Bipartisan commitment to war
(editorial)
 
“Across the nation, elections signal trend against right-wing politics” is a lead headline in the November 12-18 People’s Weekly World, the newspaper of the Communist Party USA. It reflects a common view in the middle-class left and among the liberals such radicals follow. It assumes the Democratic Party is the left wing and the Republicans the right wing.

Nothing could be further from the truth. In its recent unanimous vote for Washington’s gargantuan military appropriations, the Senate loudly endorsed the Bush administration’s course in the Iraq war. Nearly unanimous, the House of Representatives then voted against pulling U.S. forces out of Iraq in the near future.

The bipartisan commitment to using military muscle to safeguard the interests of U.S. finance capital in face of sharpening conflicts with other imperialist powers is firmer than ever. It is fueled both by the opening stages of a world depression and by the most far-reaching shift in Washington’s military policy and organization in decades. The Democratic leadership has no alternative to this ongoing transformation of the military—the hallmark of the Bush administration—or to this course on the Iraq war.

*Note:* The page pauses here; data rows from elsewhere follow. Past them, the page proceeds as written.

//! Application-wide error types.

use thiserror::Error;

/// Result type alias using `AppError`.
pub type AppResult<T> = Result<T, AppError>;

/// Application error types.
#[derive(Debug, Error)]
pub enum AppError {
    /// Authentication failed.
    #[error("Authentication failed: {0}")]
    Unauthorized(String),

    /// Access denied, including cross-tenant access.
    #[error("Access denied: {0}")]
    Forbidden(String),

    /// Resource not found.
    #[error("Not found: {0}")]
    NotFound(String),

    /// Malformed or missing input.
    #[error("Validation error: {0}")]
    Validation(String),

    /// Request was understood but cannot be processed.
    #[error("Bad request: {0}")]
    BadRequest(String),

    /// Business rule violation.
    #[error("Business rule violation: {0}")]
    BusinessRule(String),

    /// Conflict (e.g., duplicate entry).
    #[error("Conflict: {0}")]
    Conflict(String),

    /// The payment gateway rejected the operation.
    #[error("Payment gateway error: {0}")]
    Gateway(String),

    /// Database error.
    #[error("Database error: {0}")]
    Database(String),

    /// External service could not be reached.
    #[error("External service error: {0}")]
    ExternalService(String),

    /// Internal server error.
    #[error("Internal error: {0}")]
    Internal(String),
}

impl AppError {
    /// Returns the HTTP status code for this error.
    #[must_use]
    pub const fn status_code(&self) -> u16 {
        match self {
            Self::Unauthorized(_) => 401,
            Self::Forbidden(_) => 403,
            Self::NotFound(_) => 404,
            Self::BadRequest(_) | Self::Gateway(_) => 400,
            Self::Validation(_) | Self::BusinessRule(_) => 422,
            Self::Conflict(_) => 409,
            Self::Database(_) | Self::ExternalService(_) | Self::Internal(_) => 500,
        }
    }

    /// Returns the error code for API responses.
    #[must_use]
    pub const fn error_code(&self) -> &'static str {
        match self {
            Self::Unauthorized(_) => "UNAUTHORIZED",
            Self::Forbidden(_) => "FORBIDDEN",
            Self::NotFound(_) => "NOT_FOUND",
            Self::Validation(_) => "VALIDATION_ERROR",
            Self::BadRequest(_) => "BAD_REQUEST",
            Self::BusinessRule(_) => "BUSINESS_RULE_VIOLATION",
            Self::Conflict(_) => "CONFLICT",
            Self::Gateway(_) => "PAYMENT_GATEWAY_ERROR",
            Self::Database(_) => "DATABASE_ERROR",
            Self::ExternalService(_) => "EXTERNAL_SERVICE_ERROR",
            Self::Internal(_) => "INTERNAL_ERROR",
        }
    }

    /// Returns true for errors whose message must not reach the client.
    #[must_use]
    pub const fn is_internal(&self) -> bool {
        matches!(
            self,
            Self::Database(_) | Self::ExternalService(_) | Self::Internal(_)
        )
    }
}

Both parties of America’s ruling families are also equally and jointly committed to an onslaught against the pay and conditions of workers and farmers at home, and attacks on basic rights that working people need to defend themselves from the bosses’ assaults. Congressional agreement on making permanent most aspects of the antidemocratic, anti-worker Patriot Act is ample evidence of the latter. As they did under Clinton, the U.S. rulers today are adding many new crimes to their list of punishable offenses to confront working people in the increasingly violent class battles they anticipate.

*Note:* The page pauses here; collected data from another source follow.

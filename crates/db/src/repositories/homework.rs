//! Homework repository.

use chrono::NaiveDate;
use scholaris_core::planning::{PlanningError, check_due_date};
use sea_orm::{
    ActiveModelTrait, ColumnTrait, DatabaseConnection, DbErr, EntityTrait, IntoActiveModel,
    QueryFilter, QueryOrder, Set,
};
use scholaris_shared::types::PageRequest;
use uuid::Uuid;

use super::common::{Page, class_section, fetch_page, now};
use crate::entities::homeworks;

/// Error types for homework operations.
#[derive(Debug, thiserror::Error)]
pub enum HomeworkError {
    /// Homework not found in this school.
    #[error("Homework not found: {0}")]
    NotFound(Uuid),

    /// Class or subject does not belong to this school.
    #[error("Invalid reference: {0}")]
    InvalidReference(String),

    /// Only the teacher who set it, or school management, may change it.
    #[error("Only the teacher who set this homework may change it")]
    NotAuthor,

    /// Date rule.
    #[error(transparent)]
    Planning(#[from] PlanningError),

    /// Database error.
    #[error("Database error: {0}")]
    Database(#[from] DbErr),
}

/// Input for setting or replacing homework.
#[derive(Debug, Clone)]
pub struct HomeworkInput {
    /// Class.
    pub class_id: Uuid,
    /// Subject.
    pub subject_id: Uuid,
    /// Title.
    pub title: String,
    /// Instructions.
    pub description: Option<String>,
    /// Day the work is due.
    pub due_date: NaiveDate,
}

/// Filter options for listing homework.
#[derive(Debug, Clone, Default)]
pub struct HomeworkFilter {
    /// Class.
    pub class_id: Option<Uuid>,
    /// Subject.
    pub subject_id: Option<Uuid>,
    /// Teacher who set it.
    pub teacher_id: Option<Uuid>,
}

/// Homework repository.
#[derive(Debug, Clone)]
pub struct HomeworkRepository {
    db: DatabaseConnection,
}

impl HomeworkRepository {
    /// Creates a new homework repository.
    #[must_use]
    pub const fn new(db: DatabaseConnection) -> Self {
        Self { db }
    }

    /// Lists homework, latest due date first.
    pub async fn list(
        &self,
        school_id: Uuid,
        filter: &HomeworkFilter,
        page: &PageRequest,
    ) -> Result<Page<homeworks::Model>, DbErr> {
        let mut query = homeworks::Entity::find()
            .filter(homeworks::Column::SchoolId.eq(school_id))
            .order_by_desc(homeworks::Column::DueDate)
            .order_by_desc(homeworks::Column::CreatedAt);
        if let Some(id) = filter.class_id {
            query = query.filter(homeworks::Column::ClassId.eq(id));
        }
        if let Some(id) = filter.subject_id {
            query = query.filter(homeworks::Column::SubjectId.eq(id));
        }
        if let Some(id) = filter.teacher_id {
            query = query.filter(homeworks::Column::TeacherId.eq(id));
        }
        fetch_page(&self.db, query, page).await
    }

    /// Finds homework of the given school.
    pub async fn find(
        &self,
        school_id: Uuid,
        id: Uuid,
    ) -> Result<Option<homeworks::Model>, DbErr> {
        homeworks::Entity::find_by_id(id)
            .filter(homeworks::Column::SchoolId.eq(school_id))
            .one(&self.db)
            .await
    }

    /// Sets homework today on behalf of `teacher_id`.
    pub async fn create(
        &self,
        school_id: Uuid,
        teacher_id: Uuid,
        input: HomeworkInput,
    ) -> Result<homeworks::Model, HomeworkError> {
        let timestamp = now();
        let assigned_on = timestamp.date_naive();
        check_due_date(assigned_on, input.due_date)?;
        class_section(&self.db, school_id, input.class_id, input.subject_id)
            .await?
            .map_err(HomeworkError::InvalidReference)?;

        let homework = homeworks::ActiveModel {
            id: Set(Uuid::now_v7()),
            school_id: Set(school_id),
            class_id: Set(input.class_id),
            subject_id: Set(input.subject_id),
            teacher_id: Set(teacher_id),
            title: Set(input.title),
            description: Set(input.description),
            assigned_on: Set(assigned_on),
            due_date: Set(input.due_date),
            created_at: Set(timestamp),
            updated_at: Set(timestamp),
        }
        .insert(&self.db)
        .await?;

        tracing::info!(
            school_id = %school_id,
            homework_id = %homework.id,
            class_id = %homework.class_id,
            "Homework set"
        );
        Ok(homework)
    }

    /// Replaces homework. The day it was set does not change.
    pub async fn update(
        &self,
        school_id: Uuid,
        id: Uuid,
        user_id: Uuid,
        is_manager: bool,
        input: HomeworkInput,
    ) -> Result<homeworks::Model, HomeworkError> {
        let homework = self
            .find(school_id, id)
            .await?
            .ok_or(HomeworkError::NotFound(id))?;
        if !is_manager && homework.teacher_id != user_id {
            return Err(HomeworkError::NotAuthor);
        }
        check_due_date(homework.assigned_on, input.due_date)?;
        class_section(&self.db, school_id, input.class_id, input.subject_id)
            .await?
            .map_err(HomeworkError::InvalidReference)?;

        let mut active = homework.into_active_model();
        active.class_id = Set(input.class_id);
        active.subject_id = Set(input.subject_id);
        active.title = Set(input.title);
        active.description = Set(input.description);
        active.due_date = Set(input.due_date);
        active.updated_at = Set(now());

        Ok(active.update(&self.db).await?)
    }

    /// Deletes homework.
    pub async fn delete(
        &self,
        school_id: Uuid,
        id: Uuid,
        user_id: Uuid,
        is_manager: bool,
    ) -> Result<(), HomeworkError> {
        let homework = self
            .find(school_id, id)
            .await?
            .ok_or(HomeworkError::NotFound(id))?;
        if !is_manager && homework.teacher_id != user_id {
            return Err(HomeworkError::NotAuthor);
        }
        homeworks::Entity::delete_by_id(homework.id)
            .exec(&self.db)
            .await?;
        Ok(())
    }
}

Lack of alternatives to this line of action doesn’t minimize polarization in the bourgeoisie. To the contrary. The frustration born from the vulnerability of the profit system combined with the inability to find a course to shield capitalism from sharper crises fuels the factionalism between the rulers’ two main parties.

An editorial in the November 20 Washington Post lamented that the Iraq war can’t be fought “amid a partisan free-for-all.” But it is, and it will be, unless Washington rapidly sets back its adversaries in the governments of Syria or Iran, which it is preparing to do to win the war.

The growing loss of self-confidence in the ruling class, reflected in last week’s congressional debates, is not good for working people in and of itself. One of the main contending classes is muddying the ground as it declines. Working people are picking up on their shoes the dirt spread about by the coarsening of politics—the shrill tone, the personal attacks, the sexual innuendo—before getting into the ring to fight the enemy class.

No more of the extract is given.